For all Reagan’s bluster about the evils of Big Government, it was President Clinton who proudly declared it to be “over.” And although the supposedly “liberal” media was a constant thorn in Nixon’s side, even bringing about his eventual downfall, it was the Telecommunications Act of 1996, signed by Clinton, that effectively clobbered it once and for all. (That Clinton was subsequently impeached served him right, but left the rest of us with the consequences.)
The shameful inequality that threatens our democracy today can surely be partly blamed on Republican union-busting and the cult of “shareholder value,” but the wheels were set in motion by Carter’s deregulation of the airline and trucking industries, converting what were once centers of stable, middle class, employment into the cesspits of piecework peonage they have since become.

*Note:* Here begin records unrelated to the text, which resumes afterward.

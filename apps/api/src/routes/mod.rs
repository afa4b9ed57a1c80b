pub mod health;

use axum::{
    extract::DefaultBodyLimit,
    routing::{get, post},
    Router,
};

use crate::evaluation::handlers;
use crate::state::AppState;

pub fn build_router(state: AppState) -> Router {
    let body_limit = DefaultBodyLimit::max(state.config.max_upload_bytes);

    Router::new()
        .route("/health", get(health::health_handler))
        .route(
            "/api/v1/document-types",
            get(handlers::handle_document_types),
        )
        .route("/api/v1/evaluations", post(handlers::handle_evaluate))
        .route("/api/v1/detections", post(handlers::handle_detect))
        .route("/api/v1/reviews", post(handlers::handle_review))
        .layer(body_limit)
        .with_state(state)
}

#[cfg(test)]
mod tests {
    use std::sync::Arc;

    use axum::{
        body::Body,
        http::{Request, StatusCode},
    };
    use serde_json::{json, Value};
    use tower::ServiceExt;

    use super::*;
    use crate::config::Config;
    use crate::llm_client::fake::{Reply, ScriptedInference};

    const BOUNDARY: &str = "evaluator-test-boundary";

    enum Part<'a> {
        Field(&'a str, &'a str),
        File {
            name: &'a str,
            file_name: &'a str,
            media_type: &'a str,
            data: &'a [u8],
        },
    }

    fn test_config() -> Config {
        Config {
            anthropic_api_key: "test-key".to_string(),
            anthropic_api_url: "http://127.0.0.1:9/v1/messages".to_string(),
            port: 0,
            rust_log: "debug".to_string(),
            max_upload_bytes: 1024 * 1024,
            extraction_cache_capacity: 4,
        }
    }

    fn app(llm: Arc<ScriptedInference>) -> Router {
        build_router(AppState::new(test_config(), llm))
    }

    fn app_with_limit(llm: Arc<ScriptedInference>, max_upload_bytes: usize) -> Router {
        let config = Config {
            max_upload_bytes,
            ..test_config()
        };
        build_router(AppState::new(config, llm))
    }

    fn multipart(uri: &str, parts: &[Part<'_>]) -> Request<Body> {
        let mut body = Vec::new();
        for part in parts {
            body.extend_from_slice(format!("--{BOUNDARY}\r\n").as_bytes());
            match part {
                Part::Field(name, value) => {
                    body.extend_from_slice(
                        format!("Content-Disposition: form-data; name=\"{name}\"\r\n\r\n{value}\r\n")
                            .as_bytes(),
                    );
                }
                Part::File {
                    name,
                    file_name,
                    media_type,
                    data,
                } => {
                    body.extend_from_slice(
                        format!(
                            "Content-Disposition: form-data; name=\"{name}\"; filename=\"{file_name}\"\r\nContent-Type: {media_type}\r\n\r\n"
                        )
                        .as_bytes(),
                    );
                    body.extend_from_slice(data);
                    body.extend_from_slice(b"\r\n");
                }
            }
        }
        body.extend_from_slice(format!("--{BOUNDARY}--\r\n").as_bytes());

        Request::builder()
            .method("POST")
            .uri(uri)
            .header(
                "content-type",
                format!("multipart/form-data; boundary={BOUNDARY}"),
            )
            .body(Body::from(body))
            .unwrap()
    }

    async fn json_body(response: axum::response::Response) -> Value {
        let bytes = axum::body::to_bytes(response.into_body(), usize::MAX)
            .await
            .unwrap();
        serde_json::from_slice(&bytes).unwrap()
    }

    fn detection_json() -> String {
        json!({
            "perplexity_score": 40,
            "burstiness_score": 45,
            "ai_probability": 55,
            "ai_patterns": ["Formulaic transitions"],
            "human_indicators": ["Named mentor"],
            "verdict": "Possibly AI",
            "explanation": "Mixed signals.",
            "detector_name": "Claude AI Analysis"
        })
        .to_string()
    }

    #[tokio::test]
    async fn test_health() {
        let response = app(Arc::new(ScriptedInference::default()))
            .oneshot(Request::get("/health").body(Body::empty()).unwrap())
            .await
            .unwrap();
        assert_eq!(response.status(), StatusCode::OK);
        assert_eq!(json_body(response).await["status"], "ok");
    }

    #[tokio::test]
    async fn test_document_types_lists_all_six() {
        let response = app(Arc::new(ScriptedInference::default()))
            .oneshot(
                Request::get("/api/v1/document-types")
                    .body(Body::empty())
                    .unwrap(),
            )
            .await
            .unwrap();
        let body = json_body(response).await;
        let types = body.as_array().unwrap();
        assert_eq!(types.len(), 6);
        assert_eq!(types[0]["id"], "academic-essay");
        assert_eq!(types[5]["label"], "Job Resume");
        assert_eq!(types[5]["design_review"], true);
    }

    #[tokio::test]
    async fn test_non_pdf_upload_rejected_before_any_inference_call() {
        let llm = Arc::new(ScriptedInference::default());
        let response = app(llm.clone())
            .oneshot(multipart(
                "/api/v1/evaluations",
                &[
                    Part::Field("document_type", "resume"),
                    Part::File {
                        name: "file",
                        file_name: "resume.docx",
                        media_type: "application/vnd.openxmlformats-officedocument.wordprocessingml.document",
                        data: b"PK\x03\x04",
                    },
                ],
            ))
            .await
            .unwrap();

        assert_eq!(response.status(), StatusCode::BAD_REQUEST);
        let body = json_body(response).await;
        assert_eq!(body["error"]["code"], "VALIDATION_ERROR");
        assert_eq!(body["error"]["message"], "Please upload a PDF file");
        assert_eq!(llm.call_count(), 0);
    }

    #[tokio::test]
    async fn test_upload_over_limit_is_payload_too_large() {
        let llm = Arc::new(ScriptedInference::default());
        let pdf = vec![b'%'; 8 * 1024];
        let response = app_with_limit(llm.clone(), 1024)
            .oneshot(multipart(
                "/api/v1/evaluations",
                &[
                    Part::Field("document_type", "resume"),
                    Part::File {
                        name: "file",
                        file_name: "resume.pdf",
                        media_type: "application/pdf",
                        data: &pdf,
                    },
                ],
            ))
            .await
            .unwrap();

        assert_eq!(response.status(), StatusCode::PAYLOAD_TOO_LARGE);
        let body = json_body(response).await;
        assert_eq!(body["error"]["code"], "PAYLOAD_TOO_LARGE");
        assert_eq!(llm.call_count(), 0);
    }

    #[tokio::test]
    async fn test_missing_document_type_is_validation_error() {
        let llm = Arc::new(ScriptedInference::default());
        let response = app(llm.clone())
            .oneshot(multipart(
                "/api/v1/detections",
                &[Part::Field("text", "Some essay")],
            ))
            .await
            .unwrap();
        assert_eq!(response.status(), StatusCode::BAD_REQUEST);
        assert_eq!(llm.call_count(), 0);
    }

    #[tokio::test]
    async fn test_unknown_document_type_is_validation_error() {
        let response = app(Arc::new(ScriptedInference::default()))
            .oneshot(multipart(
                "/api/v1/evaluations",
                &[
                    Part::Field("document_type", "limerick"),
                    Part::Field("text", "There once was"),
                ],
            ))
            .await
            .unwrap();
        assert_eq!(response.status(), StatusCode::BAD_REQUEST);
    }

    #[tokio::test]
    async fn test_empty_browser_file_input_is_ignored() {
        let llm = Arc::new(ScriptedInference::new(vec![Reply::text("✅ STRENGTHS\nFine.")]));
        let response = app(llm.clone())
            .oneshot(multipart(
                "/api/v1/evaluations",
                &[
                    Part::Field("document_type", "cover"),
                    Part::Field("text", "Dear hiring manager"),
                    Part::File {
                        name: "file",
                        file_name: "",
                        media_type: "application/octet-stream",
                        data: b"",
                    },
                ],
            ))
            .await
            .unwrap();
        assert_eq!(response.status(), StatusCode::OK);
        assert_eq!(llm.call_count(), 1);
    }

    #[tokio::test]
    async fn test_evaluation_returns_raw_and_sections() {
        let raw = "✅ STRENGTHS\nGood clarity.\n⚠️ DETECTED ISSUES\nMinor typo.";
        let llm = Arc::new(ScriptedInference::new(vec![Reply::text(raw)]));
        let response = app(llm)
            .oneshot(multipart(
                "/api/v1/evaluations",
                &[
                    Part::Field("document_type", "academic-essay"),
                    Part::Field("text", "Essay text"),
                ],
            ))
            .await
            .unwrap();

        assert_eq!(response.status(), StatusCode::OK);
        let body = json_body(response).await;
        assert_eq!(body["document_type"], "academic-essay");
        assert_eq!(body["report"], raw);
        assert_eq!(
            body["sections"],
            json!([
                {"kind": "strengths", "body": "Good clarity."},
                {"kind": "issues", "body": "Minor typo."}
            ])
        );
        assert!(body["evaluation_id"].is_string());
    }

    #[tokio::test]
    async fn test_evaluation_remote_error_is_bad_gateway() {
        let llm = Arc::new(ScriptedInference::new(vec![Reply::Remote(Some(
            "invalid x-api-key".to_string(),
        ))]));
        let response = app(llm)
            .oneshot(multipart(
                "/api/v1/evaluations",
                &[
                    Part::Field("document_type", "cv"),
                    Part::Field("text", "CV"),
                ],
            ))
            .await
            .unwrap();
        assert_eq!(response.status(), StatusCode::BAD_GATEWAY);
        let body = json_body(response).await;
        assert_eq!(body["error"]["code"], "REMOTE_ERROR");
        assert_eq!(body["error"]["message"], "API Error: invalid x-api-key");
    }

    #[tokio::test]
    async fn test_detection_on_pdf_upload() {
        let llm = Arc::new(ScriptedInference::new(vec![
            Reply::text("Extracted statement"),
            Reply::Text(detection_json()),
        ]));
        let response = app(llm.clone())
            .oneshot(multipart(
                "/api/v1/detections",
                &[
                    Part::Field("document_type", "university-essay"),
                    Part::File {
                        name: "file",
                        file_name: "statement.pdf",
                        media_type: "application/pdf",
                        data: b"%PDF-1.4 statement",
                    },
                ],
            ))
            .await
            .unwrap();

        assert_eq!(response.status(), StatusCode::OK);
        let body = json_body(response).await;
        assert_eq!(body["detection"]["verdict"], "Possibly AI");
        assert_eq!(llm.call_count(), 2);
    }

    #[tokio::test]
    async fn test_detection_parse_failure_is_reported() {
        let llm = Arc::new(ScriptedInference::new(vec![Reply::text(
            "I'm unable to assess this text.",
        )]));
        let response = app(llm)
            .oneshot(multipart(
                "/api/v1/detections",
                &[
                    Part::Field("document_type", "cover"),
                    Part::Field("text", "Letter"),
                ],
            ))
            .await
            .unwrap();
        assert_eq!(response.status(), StatusCode::BAD_GATEWAY);
        let body = json_body(response).await;
        assert_eq!(body["error"]["code"], "DETECTION_PARSE_ERROR");
        assert_eq!(
            body["error"]["message"],
            "Failed to parse AI detection results. Please try again."
        );
    }

    #[tokio::test]
    async fn test_invalid_detection_record_gets_detection_message() {
        let mut record: Value = serde_json::from_str(&detection_json()).unwrap();
        record["verdict"] = json!("Maybe");
        let llm = Arc::new(ScriptedInference::new(vec![Reply::Text(record.to_string())]));
        let response = app(llm)
            .oneshot(multipart(
                "/api/v1/detections",
                &[
                    Part::Field("document_type", "cover"),
                    Part::Field("text", "Letter"),
                ],
            ))
            .await
            .unwrap();
        assert_eq!(response.status(), StatusCode::BAD_GATEWAY);
        let body = json_body(response).await;
        assert_eq!(body["error"]["code"], "SCHEMA_ERROR");
        assert_eq!(
            body["error"]["message"],
            "AI detection returned an incomplete result. Please try again."
        );
    }

    #[tokio::test]
    async fn test_review_reports_partial_success() {
        let llm = Arc::new(ScriptedInference::new(vec![
            Reply::text("✅ STRENGTHS\nClear."),
            Reply::text("not json"),
        ]));
        let response = app(llm)
            .oneshot(multipart(
                "/api/v1/reviews",
                &[
                    Part::Field("document_type", "university-essay"),
                    Part::Field("text", "Essay"),
                ],
            ))
            .await
            .unwrap();

        assert_eq!(response.status(), StatusCode::OK);
        let body = json_body(response).await;
        assert_eq!(body["critique"]["sections"][0]["kind"], "strengths");
        assert_eq!(body["detection_error"]["code"], "DETECTION_PARSE_ERROR");
        assert!(body.get("detection").is_none());
        assert!(body.get("critique_error").is_none());
    }

    #[tokio::test]
    async fn test_review_fails_when_both_pipelines_fail() {
        let llm = Arc::new(ScriptedInference::new(vec![
            Reply::Remote(None),
            Reply::Remote(None),
        ]));
        let response = app(llm)
            .oneshot(multipart(
                "/api/v1/reviews",
                &[
                    Part::Field("document_type", "resume"),
                    Part::Field("text", "Resume"),
                ],
            ))
            .await
            .unwrap();
        assert_eq!(response.status(), StatusCode::BAD_GATEWAY);
        let body = json_body(response).await;
        assert_eq!(
            body["error"]["message"],
            "API Error: Invalid API key or request failed"
        );
    }
}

And only a Kenyan socialist like Obama could have ever gotten away with palling around with economic terrorists like Jamie Dimon, just prior to yet another “largest settlement in history” for theft on a scale Bush’s Kenny Boy of Enron could only have imagined. One longs for the Reagan era, when the government not only swept in and liquidated hundreds of crooked S&L’s but actually tossed over a thousand people in jail, to boot.
And when Sinclair Broadcasting was running a string of shoddy, Fox-wannabe local TV stations as though they were the media arm of the RNC, it was natural enough to blame Bush’s FCC for continually waiving ownership restrictions for them, but under Obama they’ve been allowed to grow like topsy, even snapping up the ABC affiliates here in Portland, along with those in Seattle and Eugene. This, even after running a series of anti-Obama smear pieces in 2010 and 2012. Some dictator.
Along with the usual shoddy journalism and right wing bias, Sinclair’s foray into Cascadia has also been accompanied, natch, by a tide of pink slips, tossing more journalists out on the street a scant few weeks after the Oregonian did the same thing. Thirteen employees at the already emaciated KATU, 18 at KOMO in Seattle, and who knows how many in Eugene, where Sinclair now owns, through shell companies and other chicanery SIX broadcast stations. Feel the synergy of the Free Market, and smell the corpse of the free press.
So yes, the government is operating again, but what it’s actually doing, besides snooping and launching drone attacks, of course, remains something of a mystery.